Une histoire édifiante

 

A 40 km de chez nous une usine est promise à la fermeture, 132 salariés : l'usine Brossard à St Jean d'Angely.

132 salariés, ça frappe moins fort que Vilvorde sans doute. Mais à l'échelle d'une petite ville de 7.000 habitants, et des familles concernées c'est tout comme. Notons de surcroît que dans un triangle de 50 km on trouve aussi deux autres entreprises et petites villes en crise : à Surgères c'est "Cummins-Wartsilla", à St Vaize : "Hugonnet", et tout le Cognac.

Chez Brossard le personnel est en grève depuis 9 semaines (9 semaines !), soutenu par la population, les élus, les syndicats, bien sur.

 

Brossard fonctionnait bien, avec 3 unités de production : St Jean, Pithiviers, Castelsarrazin, ses lignes de production sont modernes, son personnel compétent, et l'entreprise fait du bénef.
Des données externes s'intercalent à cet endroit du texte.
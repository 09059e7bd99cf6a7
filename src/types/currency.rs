//! Currency Identifiers
//!
//! Every asset the engine handles is named by a composite id
//! `{token}_{network}_{family}`:
//! - `ETH_ETH_ETH` - native ether on the "ETH" network (account-gas family)
//! - `USDT_BSC_ETH` - a token on the "BSC" network, same family
//! - `BTCTEST_BTCTEST_BTC` - native coin of a UTXO network
//!
//! A native coin repeats the network name as its token segment.

use std::fmt;
use std::str::FromStr;
use std::time::Duration;
use thiserror::Error;

/// Chain families the engine can drive
#[derive(Debug, Clone, Copy, PartialEq, Eq, Hash, PartialOrd, Ord)]
pub enum ChainFamily {
    /// Bitcoin-style unspent outputs
    Utxo,
    /// Ethereum-style balances with a gas fee market
    AccountGas,
    /// Tron-style balances with bandwidth/energy resources
    AccountResource,
}

impl ChainFamily {
    /// Tag used in the network file and in coin ids
    pub fn tag(&self) -> &'static str {
        match self {
            ChainFamily::Utxo => "BTC",
            ChainFamily::AccountGas => "ETH",
            ChainFamily::AccountResource => "TRX",
        }
    }

    /// Decimal precision of the native coin
    pub fn native_decimals(&self) -> u8 {
        match self {
            ChainFamily::Utxo => 8,
            ChainFamily::AccountGas => 18,
            ChainFamily::AccountResource => 6,
        }
    }

    pub fn default_confirmations(&self) -> u64 {
        match self {
            ChainFamily::Utxo => 3,
            ChainFamily::AccountGas | ChainFamily::AccountResource => 10,
        }
    }

    pub fn default_poll_interval(&self) -> Duration {
        match self {
            ChainFamily::Utxo => Duration::from_secs(30),
            ChainFamily::AccountGas => Duration::from_secs(3),
            ChainFamily::AccountResource => Duration::from_secs(1),
        }
    }

    pub fn default_sweep_interval(&self) -> Duration {
        match self {
            ChainFamily::Utxo => Duration::from_secs(60),
            ChainFamily::AccountGas | ChainFamily::AccountResource => Duration::from_secs(10),
        }
    }
}

impl fmt::Display for ChainFamily {
    fn fmt(&self, f: &mut fmt::Formatter<'_>) -> fmt::Result {
        f.write_str(self.tag())
    }
}

impl FromStr for ChainFamily {
    type Err = CoinIdError;

    fn from_str(s: &str) -> Result<Self, Self::Err> {
        match s.trim().to_uppercase().as_str() {
            "BTC" | "UTXO" => Ok(ChainFamily::Utxo),
            "ETH" | "EVM" => Ok(ChainFamily::AccountGas),
            "TRX" | "TRON" => Ok(ChainFamily::AccountResource),
            other => Err(CoinIdError::UnknownFamily(other.to_string())),
        }
    }
}

/// Coin id parse errors
#[derive(Debug, Clone, Error, PartialEq, Eq)]
pub enum CoinIdError {
    #[error("malformed coin id: {0}")]
    Malformed(String),

    #[error("unknown chain family: {0}")]
    UnknownFamily(String),
}

/// Composite currency identifier
#[derive(Debug, Clone, PartialEq, Eq, Hash, PartialOrd, Ord)]
pub struct CoinId {
    token: String,
    network: String,
    family: ChainFamily,
}

impl CoinId {
    /// Native coin of a network
    pub fn native(network: &str, family: ChainFamily) -> Self {
        let network = network.to_uppercase();
        Self {
            token: network.clone(),
            network,
            family,
        }
    }

    /// Token on a network
    pub fn token(symbol: &str, network: &str, family: ChainFamily) -> Self {
        Self {
            token: symbol.to_uppercase(),
            network: network.to_uppercase(),
            family,
        }
    }

    pub fn symbol(&self) -> &str {
        &self.token
    }

    pub fn network(&self) -> &str {
        &self.network
    }

    pub fn family(&self) -> ChainFamily {
        self.family
    }

    pub fn is_native(&self) -> bool {
        self.token == self.network
    }
}

impl fmt::Display for CoinId {
    fn fmt(&self, f: &mut fmt::Formatter<'_>) -> fmt::Result {
        write!(f, "{}_{}_{}", self.token, self.network, self.family.tag())
    }
}

impl FromStr for CoinId {
    type Err = CoinIdError;

    fn from_str(s: &str) -> Result<Self, Self::Err> {
        let parts: Vec<&str> = s.trim().split('_').collect();
        if parts.len() != 3 || parts.iter().any(|p| p.is_empty()) {
            return Err(CoinIdError::Malformed(s.to_string()));
        }

        let family = parts[2].parse()?;
        Ok(CoinId::token(parts[0], parts[1], family))
    }
}

/// One entry of an adapter's currency catalog
#[derive(Debug, Clone, PartialEq, Eq)]
pub struct Currency {
    pub id: CoinId,
    pub decimals: u8,
    /// Contract address for tokens, `None` for the native coin
    pub contract: Option<String>,
}

impl Currency {
    /// Native coin entry
    pub fn native(network: &str, family: ChainFamily) -> Self {
        Self {
            id: CoinId::native(network, family),
            decimals: family.native_decimals(),
            contract: None,
        }
    }

    /// Token entry
    pub fn token(symbol: &str, network: &str, family: ChainFamily, contract: String, decimals: u8) -> Self {
        Self {
            id: CoinId::token(symbol, network, family),
            decimals,
            contract: Some(contract),
        }
    }

    pub fn is_native(&self) -> bool {
        self.contract.is_none()
    }
}

#[cfg(test)]
mod tests {
    use super::*;

    #[test]
    fn test_coin_id_parsing() {
        let id: CoinId = "usdt_bsc_eth".parse().unwrap();
        assert_eq!(id.symbol(), "USDT");
        assert_eq!(id.network(), "BSC");
        assert_eq!(id.family(), ChainFamily::AccountGas);
        assert!(!id.is_native());
        assert_eq!(id.to_string(), "USDT_BSC_ETH");

        let native = CoinId::native("btctest", ChainFamily::Utxo);
        assert!(native.is_native());
        assert_eq!(native.to_string(), "BTCTEST_BTCTEST_BTC");
    }

    #[test]
    fn test_coin_id_rejects_malformed() {
        assert!(matches!("ETH_ETH".parse::<CoinId>(), Err(CoinIdError::Malformed(_))));
        assert!(matches!("A__ETH".parse::<CoinId>(), Err(CoinIdError::Malformed(_))));
        assert!(matches!(
            "DOGE_DOGE_DOGE".parse::<CoinId>(),
            Err(CoinIdError::UnknownFamily(_))
        ));
    }

    #[test]
    fn test_native_decimals() {
        assert_eq!(Currency::native("BTC", ChainFamily::Utxo).decimals, 8);
        assert_eq!(Currency::native("ETH", ChainFamily::AccountGas).decimals, 18);
        assert_eq!(Currency::native("TRX", ChainFamily::AccountResource).decimals, 6);
    }

    #[test]
    fn test_default_confirmations() {
        assert_eq!(ChainFamily::Utxo.default_confirmations(), 3);
        assert_eq!(ChainFamily::AccountGas.default_confirmations(), 10);
        assert_eq!(ChainFamily::AccountResource.default_confirmations(), 10);
    }
}
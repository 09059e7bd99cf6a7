//! In-Memory Storage Implementation
//!
//! Provides in-memory storage for testing and development.
//! Data is lost when the service restarts.

use async_trait::async_trait;
use std::collections::HashMap;
use std::sync::Arc;
use tokio::sync::RwLock;

use super::traits::{CustodyStore, StorageError, StorageResult};
use crate::types::{AddressOwner, AddressRecord, NewTransfer, PendingTransfer, WalletRecord};

#[derive(Default)]
struct State {
    next_id: i64,
    wallets: Vec<WalletRecord>,
    addresses: Vec<AddressRecord>,
    /// Insertion ordered
    transfers: Vec<PendingTransfer>,
    /// Index: txhash -> position in `transfers`
    by_txhash: HashMap<String, usize>,
    checkpoints: HashMap<String, u64>,
}

impl State {
    fn next_id(&mut self) -> i64 {
        self.next_id += 1;
        self.next_id
    }

    fn transfer_mut(&mut self, txhash: &str) -> StorageResult<&mut PendingTransfer> {
        let idx = *self
            .by_txhash
            .get(txhash)
            .ok_or_else(|| StorageError::NotFound(txhash.to_string()))?;
        Ok(&mut self.transfers[idx])
    }
}

/// In-memory custody store
///
/// All tables sit behind one lock so check-and-insert is atomic.
#[derive(Clone, Default)]
pub struct MemoryCustodyStore {
    state: Arc<RwLock<State>>,
}

impl MemoryCustodyStore {
    /// Create a new empty store
    pub fn new() -> Self {
        Self::default()
    }

    /// Number of recorded transfers
    pub async fn transfer_count(&self) -> usize {
        self.state.read().await.transfers.len()
    }

    /// Look up a transfer by hash
    pub async fn transfer(&self, txhash: &str) -> Option<PendingTransfer> {
        let state = self.state.read().await;
        state
            .by_txhash
            .get(txhash)
            .map(|&idx| state.transfers[idx].clone())
    }
}

#[async_trait]
impl CustodyStore for MemoryCustodyStore {
    async fn find_wallet(&self, uhash: &str) -> StorageResult<Option<WalletRecord>> {
        let state = self.state.read().await;
        Ok(state.wallets.iter().find(|w| w.uhash == uhash).cloned())
    }

    async fn create_wallet(&self, uhash: &str, private_key: &str) -> StorageResult<WalletRecord> {
        let mut state = self.state.write().await;

        if state.wallets.iter().any(|w| w.uhash == uhash) {
            return Err(StorageError::Duplicate(uhash.to_string()));
        }

        let wallet = WalletRecord {
            id: state.next_id(),
            private_key: private_key.to_string(),
            uhash: uhash.to_string(),
        };
        state.wallets.push(wallet.clone());
        Ok(wallet)
    }

    async fn find_address(&self, wallet_id: i64, coin: &str) -> StorageResult<Option<AddressRecord>> {
        let state = self.state.read().await;
        Ok(state
            .addresses
            .iter()
            .find(|a| a.wallet_id == wallet_id && a.coin == coin)
            .cloned())
    }

    async fn create_address(
        &self,
        wallet_id: i64,
        coin: &str,
        address: &str,
    ) -> StorageResult<AddressRecord> {
        let mut state = self.state.write().await;

        if state
            .addresses
            .iter()
            .any(|a| a.wallet_id == wallet_id && a.coin == coin)
        {
            return Err(StorageError::Duplicate(format!("{}/{}", wallet_id, coin)));
        }

        let record = AddressRecord {
            id: state.next_id(),
            address: address.to_string(),
            coin: coin.to_string(),
            wallet_id,
        };
        state.addresses.push(record.clone());
        Ok(record)
    }

    async fn find_owner(&self, address: &str) -> StorageResult<Option<AddressOwner>> {
        let state = self.state.read().await;

        let Some(record) = state.addresses.iter().find(|a| a.address == address) else {
            return Ok(None);
        };

        let wallet = state
            .wallets
            .iter()
            .find(|w| w.id == record.wallet_id)
            .cloned()
            .ok_or_else(|| StorageError::InvalidData(format!("orphan address {}", record.id)))?;

        Ok(Some(AddressOwner {
            address: record.clone(),
            wallet,
        }))
    }

    async fn insert_transfer(&self, transfer: &NewTransfer) -> StorageResult<PendingTransfer> {
        let mut state = self.state.write().await;

        if state.by_txhash.contains_key(&transfer.txhash) {
            return Err(StorageError::Duplicate(transfer.txhash.clone()));
        }

        let record = PendingTransfer {
            id: state.next_id(),
            txhash: transfer.txhash.clone(),
            value: transfer.value,
            network: transfer.network.clone(),
            currency: transfer.currency.clone(),
            to_address: transfer.to_address.clone(),
            block_height: transfer.block_height,
            confirmed: false,
            swept: false,
        };

        let idx = state.transfers.len();
        state.transfers.push(record.clone());
        state.by_txhash.insert(record.txhash.clone(), idx);
        Ok(record)
    }

    async fn list_unconfirmed(&self, currencies: &[String]) -> StorageResult<Vec<PendingTransfer>> {
        let state = self.state.read().await;
        Ok(state
            .transfers
            .iter()
            .filter(|t| !t.confirmed && currencies.contains(&t.currency))
            .cloned()
            .collect())
    }

    async fn mark_confirmed(&self, txhash: &str) -> StorageResult<bool> {
        let mut state = self.state.write().await;
        let transfer = state.transfer_mut(txhash)?;

        if transfer.confirmed {
            return Ok(false);
        }
        transfer.confirmed = true;
        Ok(true)
    }

    async fn list_unswept(&self, currencies: &[String]) -> StorageResult<Vec<PendingTransfer>> {
        let state = self.state.read().await;
        Ok(state
            .transfers
            .iter()
            .filter(|t| t.confirmed && !t.swept && currencies.contains(&t.currency))
            .cloned()
            .collect())
    }

    async fn mark_swept(&self, txhash: &str) -> StorageResult<()> {
        let mut state = self.state.write().await;
        state.transfer_mut(txhash)?.swept = true;
        Ok(())
    }

    async fn load_checkpoint(&self, network: &str) -> StorageResult<Option<u64>> {
        Ok(self.state.read().await.checkpoints.get(network).copied())
    }

    async fn save_checkpoint(&self, network: &str, height: u64) -> StorageResult<()> {
        self.state
            .write()
            .await
            .checkpoints
            .insert(network.to_string(), height);
        Ok(())
    }
}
Fait du bénef mais pas assez.

 

L'entreprise Brossard, créée en 31 par un patissier local passe entre d'autres mains au départ de son créateur pour tomber, en 97, dans le giron de Sara Lee Corporation.

Qui est Sara Lee Corp. ? Un géant américain (Chicago) de l'agroalimentaire et du textile, CA de 20 Milliards de $, Profits : 5 Milliards de $, 130.000 salariés dans le monde, ses produits sont distribués dans 140 pays.

Sara Lee c'est aussi (avis aux amateurs de boycott) Douwe Egbets, Eggs, Hillshire Farm, Jimmy Dean, Mr Turkey, Coach ...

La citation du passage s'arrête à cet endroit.